TRIBUTÁRIO. VIOLAÇÃO DO 535. NÃO OCORRÊNCIA. EXECUÇÃO FISCAL. PRESCRIÇÃO.

1. Cuidam os autos de agravo de instrumento interposto pelo Estado do Rio Grande do Sul contra decisão de execução fiscal. A decisão de primeiro grau julgou extintas as CDAS “cujos autos de lançamentos foram lavrados há mais de 5 anos anteriores 16-6-2003”. Ao apreciar o agravo de instrumento, a Quarta Câmara Cível do TJRS decidiu: a) afastar aspiração do recorrente de aplicar ao caso o disposto no art. da LEF; b) “A interrupção do prazo de contagem da prescrição é, pois, a intimação regular do sujeito passivo da obrigação, seja pela citação válida, pelo protesto judicial, por qualquer ato judicial que constitua em mora o devedor ou por qualquer ato inequívoco que importe em reconhecimento do débito pelo devedor”; c) é necessária a existência de elemento que fundamente a remessa de CDA. Opostos embargos declaratórios indicando omissão, que foram, à unanimidade, rejeitados.

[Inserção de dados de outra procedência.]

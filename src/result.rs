//! Result type shared by the release tools.
//!
//! Everything that can fail returns [`Result<T>`], a `color-eyre` result, so
//! the binaries get colorized error chains for free when `main` returns an
//! error. Use `.wrap_err()` to attach context as errors propagate:
//!
//! ```rust,ignore
//! use color_eyre::eyre::WrapErr;
//! use webui_release_tools::Result;
//!
//! fn read_code(path: &std::path::Path) -> Result<String> {
//!     let content = std::fs::read_to_string(path)
//!         .wrap_err("failed to read release code file")?;
//!     Ok(content.trim().to_string())
//! }
//! ```

use color_eyre::eyre::Result as EyreResult;

/// Standard result type used throughout the release tools.
pub type Result<T> = EyreResult<T>;
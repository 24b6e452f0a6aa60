use std::path::{Path, PathBuf};
use walkdir::WalkDir;

use crate::{
    Result,
    error::TransferError,
    path_helpers::{base_name, relative_key},
};

/// A single file scheduled for upload.
#[derive(Debug, Clone, PartialEq, Eq)]
pub struct FileTask {
    /// Absolute path of the file on disk
    pub path: PathBuf,
    /// Path relative to the upload root, always with forward slashes
    pub relative_path: String,
    /// Base name sent as the multipart filename
    pub file_name: String,
}

impl FileTask {
    pub fn new(root: &Path, path: &Path) -> Result<Self> {
        let relative_path = relative_key(root, path)?;
        let file_name =
            base_name(path).unwrap_or_else(|| relative_path.clone());

        Ok(Self {
            path: path.to_path_buf(),
            relative_path,
            file_name,
        })
    }
}

/// Resolve the user supplied root to an absolute directory path.
pub fn resolve_root(dir: &Path) -> Result<PathBuf> {
    if !dir.is_dir() {
        let shown = std::path::absolute(dir).unwrap_or_else(|_| dir.into());
        return Err(TransferError::NotADirectory(shown).into());
    }

    Ok(dir.canonicalize().map_err(TransferError::from)?)
}

/// Every regular file under `root`, depth first with entries sorted by name
/// at each level. Symlinked directories are not descended into; a symlink
/// to a regular file is uploaded under the link's own relative path.
pub fn collect_tasks(root: &Path) -> Result<Vec<FileTask>> {
    let mut tasks = vec![];

    for entry in WalkDir::new(root).sort_by_file_name() {
        let entry = entry.map_err(TransferError::from)?;

        // `Path::is_file` follows links, unlike `DirEntry::file_type`
        if !entry.path().is_file() {
            continue;
        }

        tasks.push(FileTask::new(root, entry.path())?);
    }

    Ok(tasks)
}
use clap::Parser;
use color_eyre::eyre::{Result, eyre};
use std::path::PathBuf;

use webui_release_tools::{
    logging::initialize_logger,
    uploader::{HttpFileSink, UploadTarget, upload_directory},
};

/// Recursively upload every file in a directory to the configured server.
///
/// Requires the KEY and SERVER environment variables.
#[derive(Parser, Debug)]
#[command(version, about, long_about = None)]
struct Args {
    #[arg(long)]
    /// Directory to upload.
    dir: PathBuf,

    #[arg(long, default_value_t = false)]
    /// Enable debug logging.
    debug: bool,
}

#[tokio::main]
async fn main() -> Result<()> {
    color_eyre::install()?;

    // checked before anything else so a misconfigured run never gets going
    let target = UploadTarget::from_env()?;

    let args = Args::parse();

    initialize_logger(args.debug, module_path!())?;

    let sink = HttpFileSink::new(target)?;
    let summary = upload_directory(&sink, &args.dir).await?;

    if let Some(failed) = summary.failed {
        return Err(eyre!(
            "upload stopped at [{}/{}] {} after {} successful uploads: {}",
            failed.index,
            summary.total,
            failed.relative_path,
            summary.uploaded,
            failed.reason
        ));
    }

    Ok(())
}
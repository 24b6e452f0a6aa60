//! Recursive directory uploader.
//!
//! Walks a root directory, turns every regular file into a [`task::FileTask`]
//! and pushes them one at a time to the configured upload server. The first
//! failed upload abandons the rest of the queue.

pub mod config;
pub mod http;
pub mod runner;
pub mod task;
pub mod traits;

pub use config::UploadTarget;
pub use http::HttpFileSink;
pub use runner::{FailedUpload, UploadSummary, upload_directory};
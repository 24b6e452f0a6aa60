//! Upload server configuration read from the process environment.
use secrecy::SecretString;
use std::env;
use url::Url;

use crate::{Result, error::TransferError};

/// Environment variable holding the secret sent in the `key` header.
pub const KEY_ENV_VAR: &str = "KEY";
/// Environment variable holding the full upload endpoint URL.
pub const SERVER_ENV_VAR: &str = "SERVER";

/// Remote endpoint every file is posted to, fixed at process start.
#[derive(Debug, Clone)]
pub struct UploadTarget {
    /// Full upload endpoint URL.
    pub server: Url,
    /// Secret key sent with every request.
    pub key: SecretString,
}

impl UploadTarget {
    /// Load the target from `KEY` and `SERVER`.
    pub fn from_env() -> Result<Self> {
        Self::from_values(
            env::var(KEY_ENV_VAR).ok(),
            env::var(SERVER_ENV_VAR).ok(),
        )
    }

    /// Build the target from raw values, treating empty strings as unset.
    pub fn from_values(
        key: Option<String>,
        server: Option<String>,
    ) -> Result<Self> {
        let key = key
            .filter(|k| !k.is_empty())
            .ok_or_else(|| TransferError::MissingEnv(KEY_ENV_VAR.into()))?;

        let server = server
            .filter(|s| !s.is_empty())
            .ok_or_else(|| TransferError::MissingEnv(SERVER_ENV_VAR.into()))?;

        let server = Url::parse(&server).map_err(|err| {
            TransferError::invalid_config(format!(
                "{SERVER_ENV_VAR} is not a valid url ({server}): {err}"
            ))
        })?;

        Ok(Self {
            server,
            key: SecretString::from(key),
        })
    }
}

#[cfg(test)]
mod tests {
    use super::*;
    use secrecy::ExposeSecret;

    #[test]
    fn builds_target_from_values() {
        let target = UploadTarget::from_values(
            Some("secret".into()),
            Some("https://files.example.com/upload".into()),
        )
        .unwrap();

        assert_eq!(target.server.as_str(), "https://files.example.com/upload");
        assert_eq!(target.key.expose_secret(), "secret");
    }

    #[test]
    fn missing_key_is_reported() {
        let err = UploadTarget::from_values(
            None,
            Some("https://files.example.com/upload".into()),
        )
        .unwrap_err();

        let err = err.downcast::<TransferError>().unwrap();
        assert!(
            matches!(err, TransferError::MissingEnv(ref name) if name == "KEY")
        );
    }

    #[test]
    fn empty_server_is_treated_as_missing() {
        let err =
            UploadTarget::from_values(Some("secret".into()), Some("".into()))
                .unwrap_err();

        let err = err.downcast::<TransferError>().unwrap();
        assert!(matches!(
            err,
            TransferError::MissingEnv(ref name) if name == "SERVER"
        ));
    }

    #[test]
    fn malformed_server_is_invalid_config() {
        let err = UploadTarget::from_values(
            Some("secret".into()),
            Some("files.example.com/upload".into()),
        )
        .unwrap_err();

        let err = err.downcast::<TransferError>().unwrap();
        assert!(matches!(err, TransferError::InvalidConfig(_)));
    }
}
//! GitHub release asset upload.

pub mod client;
pub mod request;
pub mod types;

use log::*;
use std::time::Duration;

use crate::{
    Result,
    release_asset::{
        client::AssetClient,
        request::{AssetTarget, AssetUpload},
        types::ReleaseAssetResponse,
    },
};

pub use client::{DEFAULT_TIMEOUT_SECS, GithubAssetClient};

/// Validate `asset`, then build a GitHub client and upload it. Validation
/// failures are reported before the client exists.
pub async fn upload_asset(
    asset: &AssetUpload,
    timeout: Duration,
) -> Result<ReleaseAssetResponse> {
    let target = asset.validate()?;
    let client = GithubAssetClient::new(&asset.token, timeout)?;

    send_asset(&target, &client).await
}

/// Upload an already validated asset through `client`.
pub async fn send_asset(
    target: &AssetTarget,
    client: &dyn AssetClient,
) -> Result<ReleaseAssetResponse> {
    info!("uploading {} to {}...", target.name, target.url);
    let response = client.upload(target).await?;
    info!("successfully uploaded {}", target.name);

    Ok(response)
}
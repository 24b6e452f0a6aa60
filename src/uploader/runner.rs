//! Sequential upload of a directory tree with stop-on-first-failure.
use log::*;
use std::path::Path;

use crate::{
    Result,
    uploader::{
        task::{FileTask, collect_tasks, resolve_root},
        traits::{FileSink, UploadOutcome},
    },
};

/// The upload that ended the run early.
#[derive(Debug, Clone, PartialEq, Eq)]
pub struct FailedUpload {
    /// 1-based position in the queue
    pub index: usize,
    pub relative_path: String,
    pub reason: String,
}

/// Outcome of a directory upload run.
#[derive(Debug, Clone, Default, PartialEq, Eq)]
pub struct UploadSummary {
    pub total: usize,
    pub uploaded: usize,
    pub failed: Option<FailedUpload>,
}

impl UploadSummary {
    /// True when every queued file made it, including the empty queue.
    pub fn completed(&self) -> bool {
        self.failed.is_none() && self.uploaded == self.total
    }
}

/// Validate `dir`, walk it and upload every file through `sink`.
pub async fn upload_directory(
    sink: &dyn FileSink,
    dir: &Path,
) -> Result<UploadSummary> {
    let root = resolve_root(dir)?;
    let tasks = collect_tasks(&root)?;

    if tasks.is_empty() {
        info!("no files found to upload in '{}'", root.display());
        return Ok(UploadSummary::default());
    }

    info!("uploading {} files from '{}'", tasks.len(), root.display());

    Ok(upload_all(sink, &tasks).await)
}

/// Upload `tasks` in order, one request at a time. The first failure
/// abandons the remaining queue.
pub async fn upload_all(
    sink: &dyn FileSink,
    tasks: &[FileTask],
) -> UploadSummary {
    let total = tasks.len();
    let mut summary = UploadSummary {
        total,
        ..Default::default()
    };

    for (idx, task) in tasks.iter().enumerate() {
        let index = idx + 1;
        let prefix = format!("[{index}/{total}]");

        let reason = match sink.upload(task).await {
            Ok(UploadOutcome::Uploaded) => {
                info!("{prefix} uploaded: {}", task.relative_path);
                summary.uploaded += 1;
                continue;
            }
            Ok(UploadOutcome::Rejected { status, body }) => {
                error!(
                    "{prefix} upload failed: {}, status: {}, reason: {}",
                    task.relative_path,
                    status.as_u16(),
                    body
                );
                format!("status {}: {}", status.as_u16(), body)
            }
            Err(err) => {
                error!(
                    "{prefix} network error while uploading: {}, error: \
                     {err:#}",
                    task.relative_path
                );
                format!("{err:#}")
            }
        };

        summary.failed = Some(FailedUpload {
            index,
            relative_path: task.relative_path.clone(),
            reason,
        });
        warn!("stopped remaining uploads after a failure");
        return summary;
    }

    info!("all uploads completed");
    summary
}
use clap::Parser;
use color_eyre::eyre::Result;
use std::{env, path::PathBuf};

use webui_release_tools::{
    logging::initialize_logger,
    publisher::{ProcessLauncher, layout::ReleaseLayout, publish},
};

/// Copy the build output into webui/<code> and upload the webui directory.
#[derive(Parser, Debug)]
#[command(version, about, long_about = None)]
struct Args {
    #[arg(long)]
    /// Repository root. Defaults to the current directory.
    repo_dir: Option<PathBuf>,

    #[arg(long)]
    /// Uploader executable. Defaults to file-uploader next to this binary.
    uploader: Option<PathBuf>,

    #[arg(long, default_value_t = false)]
    /// Enable debug logging.
    debug: bool,
}

fn main() -> Result<()> {
    color_eyre::install()?;

    let args = Args::parse();

    initialize_logger(args.debug, module_path!())?;

    let repo_dir = match args.repo_dir {
        Some(dir) => dir,
        None => env::current_dir()?,
    };

    let launcher = match args.uploader {
        Some(program) => ProcessLauncher::new(program),
        None => ProcessLauncher::sibling()?,
    };

    let layout = ReleaseLayout::new(repo_dir);
    let code = publish(&layout, &launcher)?;

    println!("release {code} published");

    Ok(())
}
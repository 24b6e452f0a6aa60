use clap::Parser;
use color_eyre::eyre::Result;
use std::{env, time::Duration};

use webui_release_tools::{
    logging::initialize_logger,
    release_asset::{DEFAULT_TIMEOUT_SECS, request::AssetUpload, upload_asset},
};

/// Upload a single file to a GitHub release.
#[derive(Parser, Debug)]
#[command(version, about, long_about = None)]
struct Args {
    #[arg(long, default_value = "")]
    /// GitHub token. Falls back to GITHUB_TOKEN env var.
    github_token: String,

    #[arg(long, default_value = "")]
    /// Release upload url, template suffix allowed. Falls back to UPLOAD_URL
    /// env var.
    upload_url: String,

    #[arg(long, default_value = "")]
    /// File to upload. Falls back to ASSET_PATH env var.
    asset_path: String,

    #[arg(long, default_value_t = DEFAULT_TIMEOUT_SECS)]
    /// Upload timeout in seconds.
    timeout_secs: u64,

    #[arg(long, default_value_t = false)]
    /// Enable debug logging.
    debug: bool,
}

fn flag_or_env(value: String, var: &str) -> String {
    if value.is_empty() {
        return env::var(var).unwrap_or_default();
    }
    value
}

#[tokio::main]
async fn main() -> Result<()> {
    color_eyre::install()?;

    let args = Args::parse();

    initialize_logger(args.debug, module_path!())?;

    let asset = AssetUpload::new(
        flag_or_env(args.github_token, "GITHUB_TOKEN"),
        flag_or_env(args.upload_url, "UPLOAD_URL"),
        flag_or_env(args.asset_path, "ASSET_PATH"),
    );

    let response =
        upload_asset(&asset, Duration::from_secs(args.timeout_secs)).await?;

    println!("Download URL: {}", response.browser_download_url);

    Ok(())
}
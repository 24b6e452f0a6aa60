use serde::Deserialize;

/// Subset of the release asset object returned by the upload endpoint.
#[derive(Debug, Clone, PartialEq, Eq, Deserialize)]
pub struct ReleaseAssetResponse {
    #[serde(default)]
    pub name: String,
    pub browser_download_url: String,
    #[serde(default)]
    pub size: Option<u64>,
}
//! Seam between upload sequencing and the transport that moves the bytes
use async_trait::async_trait;
use reqwest::StatusCode;

#[cfg(test)]
use mockall::automock;

use crate::{Result, uploader::task::FileTask};

/// Result of a single upload that reached the server.
#[derive(Debug, Clone, PartialEq, Eq)]
pub enum UploadOutcome {
    /// The server answered 200.
    Uploaded,
    /// The server answered with any other status.
    Rejected { status: StatusCode, body: String },
}

/// Destination for file uploads. Errors are transport failures (connection,
/// timeout, protocol, unreadable file).
#[cfg_attr(test, automock)]
#[async_trait]
pub trait FileSink: Send + Sync {
    async fn upload(&self, task: &FileTask) -> Result<UploadOutcome>;
}
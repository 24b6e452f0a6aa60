use std::{fmt, fs, path::Path};

use color_eyre::eyre::WrapErr;

use crate::{Result, error::TransferError};

/// Short opaque token naming a release's output directory.
#[derive(Debug, Clone, PartialEq, Eq)]
pub struct ReleaseCode(String);

impl ReleaseCode {
    /// Read the code from `path`, trimming surrounding whitespace.
    pub fn read(path: &Path) -> Result<Self> {
        if !path.is_file() {
            return Err(TransferError::InvalidReleaseCode(format!(
                "code file not found at {}",
                path.display()
            ))
            .into());
        }

        let content = fs::read_to_string(path).wrap_err_with(|| {
            format!("failed to read release code from {}", path.display())
        })?;

        Self::parse(&content)
    }

    /// Validate raw text. The code must be non-empty and usable as a single
    /// directory name.
    pub fn parse(raw: &str) -> Result<Self> {
        let code = raw.trim();

        if code.is_empty() {
            return Err(
                TransferError::InvalidReleaseCode("code is empty".into()).into()
            );
        }

        if code == "." || code == ".." || code.contains(['/', '\\']) {
            return Err(TransferError::InvalidReleaseCode(format!(
                "'{code}' is not a valid directory name"
            ))
            .into());
        }

        Ok(Self(code.to_string()))
    }

    pub fn as_str(&self) -> &str {
        &self.0
    }
}

impl fmt::Display for ReleaseCode {
    fn fmt(&self, f: &mut fmt::Formatter<'_>) -> fmt::Result {
        f.write_str(&self.0)
    }
}

#[cfg(test)]
mod tests {
    use super::*;
    use tempfile::TempDir;

    #[test]
    fn reads_and_trims_code_file() {
        let temp_dir = TempDir::new().unwrap();
        let path = temp_dir.path().join("code.txt");
        fs::write(&path, "  abc123\n").unwrap();

        let code = ReleaseCode::read(&path).unwrap();
        assert_eq!(code.as_str(), "abc123");
        assert_eq!(code.to_string(), "abc123");
    }

    #[test]
    fn missing_code_file_is_an_error() {
        let temp_dir = TempDir::new().unwrap();
        let err = ReleaseCode::read(&temp_dir.path().join("code.txt"))
            .unwrap_err()
            .downcast::<TransferError>()
            .unwrap();

        assert!(matches!(err, TransferError::InvalidReleaseCode(_)));
    }

    #[test]
    fn rejects_blank_code() {
        assert!(ReleaseCode::parse(" \n").is_err());
    }

    #[test]
    fn rejects_codes_that_escape_webui() {
        assert!(ReleaseCode::parse("..").is_err());
        assert!(ReleaseCode::parse(".").is_err());
        assert!(ReleaseCode::parse("../dist").is_err());
        assert!(ReleaseCode::parse("a\\b").is_err());
    }
}
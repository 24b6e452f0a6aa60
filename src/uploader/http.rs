//! Multipart upload client for the file server.
use async_trait::async_trait;
use log::*;
use reqwest::{
    Body, Client, Request, StatusCode,
    header::{HeaderMap, HeaderValue},
    multipart::{Form, Part},
};
use secrecy::ExposeSecret;

use crate::{
    Result,
    error::TransferError,
    uploader::{
        config::UploadTarget,
        task::FileTask,
        traits::{FileSink, UploadOutcome},
    },
};

/// Multipart form field carrying the file bytes.
pub const FILE_FIELD: &str = "file";
/// Header carrying the upload secret.
pub const KEY_HEADER: &str = "key";
/// Query parameter carrying the relative path.
pub const PATH_PARAM: &str = "path";

const OCTET_STREAM: &str = "application/octet-stream";

/// Posts files to the upload server with reqwest, one request per file.
/// Uses the client's default timeouts.
pub struct HttpFileSink {
    target: UploadTarget,
    client: Client,
}

impl HttpFileSink {
    pub fn new(target: UploadTarget) -> Result<Self> {
        let mut headers = HeaderMap::new();

        let mut key_value = HeaderValue::from_str(target.key.expose_secret())
            .map_err(TransferError::from)?;
        key_value.set_sensitive(true);

        headers.append(KEY_HEADER, key_value);

        let client = reqwest::Client::builder()
            .default_headers(headers)
            .build()
            .map_err(TransferError::from)?;

        Ok(Self { target, client })
    }

    fn build_request(
        &self,
        relative_path: &str,
        form: Form,
    ) -> Result<Request> {
        let request = self
            .client
            .post(self.target.server.clone())
            .query(&[(PATH_PARAM, relative_path)])
            .multipart(form)
            .build()
            .map_err(TransferError::from)?;

        Ok(request)
    }

    async fn file_form(task: &FileTask) -> Result<Form> {
        let file = tokio::fs::File::open(&task.path)
            .await
            .map_err(TransferError::from)?;
        let length = file.metadata().await.map_err(TransferError::from)?.len();

        let part = Part::stream_with_length(Body::from(file), length)
            .file_name(task.file_name.clone())
            .mime_str(OCTET_STREAM)
            .map_err(TransferError::from)?;

        Ok(Form::new().part(FILE_FIELD, part))
    }
}

#[async_trait]
impl FileSink for HttpFileSink {
    async fn upload(&self, task: &FileTask) -> Result<UploadOutcome> {
        debug!("uploading {} as {}", task.path.display(), task.relative_path);

        // the form owns the open file; it is dropped with the request
        let form = Self::file_form(task).await?;
        let request = self.build_request(&task.relative_path, form)?;
        let response = self
            .client
            .execute(request)
            .await
            .map_err(TransferError::from)?;

        let status = response.status();
        if status == StatusCode::OK {
            return Ok(UploadOutcome::Uploaded);
        }

        // keep the status even when the body cannot be read
        let body = match response.text().await {
            Ok(body) => body,
            Err(err) => {
                warn!("failed to read response body: {err}");
                String::new()
            }
        };

        Ok(UploadOutcome::Rejected { status, body })
    }
}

Apresenta como fundamento para o seu recurso que : a) o juiz de primeiro grau não poderia ter decretado a prescrição do crédito tributário de ofício; b) houve parcelamento da dívida, interrompendo-se a prescrição e suspendendo a exigibilidade do crédito tributário; c) “exercido o direito de ação, o atraso a partir daí não pode ser atribuível ao Ente de forma que prejudique a cobrança do crédito tributário”. Contra-razões (fls. 141/156) sustentando que: a) o recurso de agravo é completamente incabível, visto que se referiu à sentença proferida; b) a norma tributária deve ser clara e objetiva, não podendo interpretar extensivamente o disposto na lei de 2001; c) “para que a nulidade seja decretada, necessário que seja feita a devida prova, ônus que o recorrente não se desincumbiu”; d) as CDAS já estavam prescritas antes do acordo do parcelamento da dívida ; e) houve um lapso temporal superior a 5 anos entre a constituição definitiva do tributo e a citação do devedor, configurando-se a prescrição.
2. Inexiste, no acórdão recorrido, qualquer omissão, contradição ou obscuridade a justificar a sua nulidade, conforme pretende alcançar o Estado do Rio Grande do Sul.
3. É de se manter decisão que, atendendo a pedido da parte executada, declara prescrito o direito de ação executiva fiscal pelo decurso do prazo de cinco anos, sem ação do Poder Tributante, a partir da constituição definitiva do crédito tributário.
4. Parcelamento acordado após a consumação do prazo prescricional não atua como causa retroativa de interrupção do curso do prazo prescricional.
5. Recurso não-provido

Acórdão

Vistos, relatados e discutidos os autos em que são partes as acima indicadas, acordam os Ministros da Primeira Turma do Superior Tribunal de Justiça, por unanimidade, negar provimento ao recurso especial, nos termos do voto do Sr. Ministro Relator. Os Srs. Ministros Francisco Falcão, Teori Albino Zavascki e Denise Arruda votaram com o Sr. Ministro Relator. Ausente, ocasionalmente, o Sr. Ministro Luiz Fux.